As mentioned at the top of this review, the most exceptional thing about My Beautiful Laundrette is that it is not a movie about a gay relationship. It is instead about a relationship that happens to be a homosexual one. It would be exceptional in a lot of ways were this film to come out today, but having it come out 30 years ago is almost shocking.

There’s a lot to like here. Daniel Day-Lewis is almost always worth watching for starters, but I also like seen Saeed Jaffrey and Roshan Seth, both of whom are immediately recognizable and are always excellent. The main sell here, though, is the script. There’s a staggering amount of tension in this movie, and there is really only one place where that tension comes specifically from the relationship between Omar and Johnny, and it’s also quick and soon avoided by some quick thinking from Omar.

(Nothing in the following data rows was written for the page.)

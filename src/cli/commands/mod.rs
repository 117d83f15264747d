//! CLI command implementations

pub mod init;
pub mod migrate;
pub mod validate;
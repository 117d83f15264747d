//! Unify report builder adapter
//!
//! - [`session`] - login / saveReport state machine
//! - [`cookies`] - session cookie jar
//! - [`saved`] - save response document

pub mod cookies;
pub mod saved;
pub mod session;

pub use cookies::SessionCookies;
pub use saved::SavedReport;
pub use session::{SessionState, UnifySession};
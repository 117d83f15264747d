//! Session cookie jar
//!
//! Unify keeps its session in cookies set by `login`. The session's HTTP
//! client stores every `Set-Cookie` in a [`Jar`] and replays the matching
//! cookies on later calls. Expired and deleted cookies leave the jar.

use reqwest::cookie::{CookieStore, Jar};
use std::fmt;
use std::sync::Arc;
use url::Url;

/// Cookie jar shared with the session's HTTP client
///
/// Reads are scoped to one request URL, the `saveReport` endpoint, so they
/// show what the next save will send.
#[derive(Clone)]
pub struct SessionCookies {
    jar: Arc<Jar>,
    url: Url,
}

impl SessionCookies {
    pub fn new(url: Url) -> Self {
        Self {
            jar: Arc::new(Jar::default()),
            url,
        }
    }

    /// Handle for [`reqwest::ClientBuilder::cookie_provider`]
    pub fn jar(&self) -> Arc<Jar> {
        Arc::clone(&self.jar)
    }

    /// Store one raw `Set-Cookie` value as if `url` had sent it
    ///
    /// Malformed values are ignored. `Max-Age=0` or a past `Expires` removes
    /// the cookie.
    pub fn merge_set_cookie(&self, raw: &str) {
        self.jar.add_cookie_str(raw, &self.url);
    }

    /// Value for the `Cookie` request header, `None` when nothing applies
    pub fn header_value(&self) -> Option<String> {
        self.jar
            .cookies(&self.url)
            .and_then(|value| value.to_str().ok().map(str::to_string))
    }

    pub fn get(&self, name: &str) -> Option<String> {
        self.header_value()?.split("; ").find_map(|pair| {
            let (n, v) = pair.split_once('=')?;
            (n == name).then(|| v.to_string())
        })
    }

    pub fn len(&self) -> usize {
        self.header_value()
            .map(|header| header.split("; ").count())
            .unwrap_or(0)
    }

    pub fn is_empty(&self) -> bool {
        self.header_value().is_none()
    }
}

impl fmt::Debug for SessionCookies {
    fn fmt(&self, f: &mut fmt::Formatter<'_>) -> fmt::Result {
        f.debug_struct("SessionCookies")
            .field("url", &self.url.as_str())
            .field("cookies", &self.len())
            .finish()
    }
}

#[cfg(test)]
mod tests {
    use super::*;

    fn jar() -> SessionCookies {
        SessionCookies::new(
            Url::parse("https://unify.example.com/reportbuilder/saveReport").unwrap(),
        )
    }

    #[test]
    fn test_attributes_are_not_replayed() {
        let jar = jar();
        jar.merge_set_cookie("JSESSIONID=abc123; Path=/reportbuilder; HttpOnly; Secure");
        assert_eq!(jar.get("JSESSIONID").as_deref(), Some("abc123"));
        assert_eq!(jar.header_value().as_deref(), Some("JSESSIONID=abc123"));
    }

    #[test]
    fn test_later_values_replace_earlier() {
        let jar = jar();
        jar.merge_set_cookie("JSESSIONID=first; Path=/");
        jar.merge_set_cookie("XSRF-TOKEN=tok; Path=/");
        jar.merge_set_cookie("JSESSIONID=second; Path=/");

        assert_eq!(jar.len(), 2);
        assert_eq!(jar.get("JSESSIONID").as_deref(), Some("second"));
        assert_eq!(jar.get("XSRF-TOKEN").as_deref(), Some("tok"));
    }

    #[test]
    fn test_max_age_zero_deletes_cookie() {
        let jar = jar();
        jar.merge_set_cookie("JSESSIONID=abc123; Path=/");
        jar.merge_set_cookie("JSESSIONID=; Max-Age=0; Path=/");

        assert!(jar.get("JSESSIONID").is_none());
        assert!(jar.header_value().is_none());
    }

    #[test]
    fn test_past_expiry_deletes_cookie() {
        let jar = jar();
        jar.merge_set_cookie("route=node2; Path=/");
        jar.merge_set_cookie("route=node2; Path=/; Expires=Thu, 01 Jan 1970 00:00:00 GMT");
        assert!(jar.is_empty());
    }

    #[test]
    fn test_cookie_for_other_path_is_not_sent() {
        let jar = jar();
        jar.merge_set_cookie("admin=1; Path=/console");
        jar.merge_set_cookie("JSESSIONID=abc; Path=/");
        assert_eq!(jar.header_value().as_deref(), Some("JSESSIONID=abc"));
    }

    #[test]
    fn test_value_may_contain_equals() {
        let jar = jar();
        jar.merge_set_cookie("token=a=b==; Path=/");
        assert_eq!(jar.get("token").as_deref(), Some("a=b=="));
    }

    #[test]
    fn test_foreign_domain_ignored() {
        let jar = jar();
        jar.merge_set_cookie("tracker=1; Domain=other.example.org; Path=/");
        assert!(jar.is_empty());
        assert_eq!(jar.len(), 0);
    }

    #[test]
    fn test_debug_hides_values() {
        let jar = jar();
        jar.merge_set_cookie("JSESSIONID=secret-session; Path=/");
        let debug = format!("{jar:?}");
        assert!(!debug.contains("secret-session"));
    }
}
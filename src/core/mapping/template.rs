//! Fixed report template
//!
//! Everything in the definition that does not come from the dataset: axis
//! flags, display metadata, visualizer layout.

use crate::domain::definition::{DisplayMetadata, ProgressiveFilter, VisualizerConfig};
use crate::domain::{DimensionAxis, DimensionMember, GridLayout, ReportDefinition, MEASURES_AXIS};

/// Row axis for `dimension`, holding the mapped members
pub fn row_axis(dimension: &str, members: Vec<DimensionMember>) -> DimensionAxis {
    DimensionAxis {
        name: dimension.to_string(),
        members,
        attributes: Some(Vec::new()),
        is_editable: true,
        is_persist_selections: Some(true),
        is_visible: true,
        user_alias: dimension.to_string(),
        system_alias: dimension.to_string(),
        ui_disp_dim_name: dimension.to_string(),
    }
}

/// Hidden Measures column axis
pub fn measures_axis(members: Vec<DimensionMember>) -> DimensionAxis {
    DimensionAxis {
        name: MEASURES_AXIS.to_string(),
        members,
        attributes: None,
        is_editable: false,
        is_persist_selections: None,
        is_visible: false,
        user_alias: MEASURES_AXIS.to_string(),
        system_alias: MEASURES_AXIS.to_string(),
        ui_disp_dim_name: MEASURES_AXIS.to_string(),
    }
}

pub fn description(report_name: &str) -> String {
    format!("Migrated from DK Report: {report_name}")
}

/// Assemble the full definition around the two axes
pub fn report_definition(
    report_name: &str,
    model_id: &str,
    row: DimensionAxis,
    column: DimensionAxis,
) -> ReportDefinition {
    ReportDefinition {
        is_unify_template: true,
        report_name: report_name.to_string(),
        description: description(report_name),
        workspace_id: None,
        model_id: model_id.to_string(),
        asymmetric: true,
        is_async: true,
        progressive_filter: ProgressiveFilter::default(),
        metadata: DisplayMetadata::default(),
        tags: Vec::new(),
        grid_layout: GridLayout {
            row: vec![row],
            column: vec![column],
            filter: Vec::new(),
            other: Vec::new(),
        },
        hierarchies: Vec::new(),
        grid_visible: true,
        chart_visible: false,
        visualizer_config: VisualizerConfig::default(),
    }
}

I also really like the ending. I don’t want to spoil it because it really is worth seeing, but I also want to discuss it at least a little. There are a lot of ways this could end, and it threatens to end in a bunch of different ways in the last 10-15 minutes. Where it ends, though, is satisfying, and it gets there completely honestly. Those last 10 minutes see a lot of loose ends tied up, and they all work. Instead of cheating to get somewhere in particular, it gets to where it wants in a way that works with everything that has come before. That’s good screenwriting.

If there’s a down here, it’s that Daniel Day-Lewis frequently outclasses Gordon Warnecke. Warnecke is often able to get himself close to Day-Lewis’s level, but frequently doesn’t pull his own weight in a scene. This also happens at times when he’s on screen with Roshan Seth or Saeed Jaffrey.

I knew nothing about this going in; in fact, I didn’t even know that this was one of Daniel Day-Lewis’s first important roles. I am very happy to have seen it.

Why to watch My Beautiful Laundrette: A most unusual love story.
Why not to watch: There are moments when you can tell that Daniel Day-Lewis outclasses most of the rest of the cast.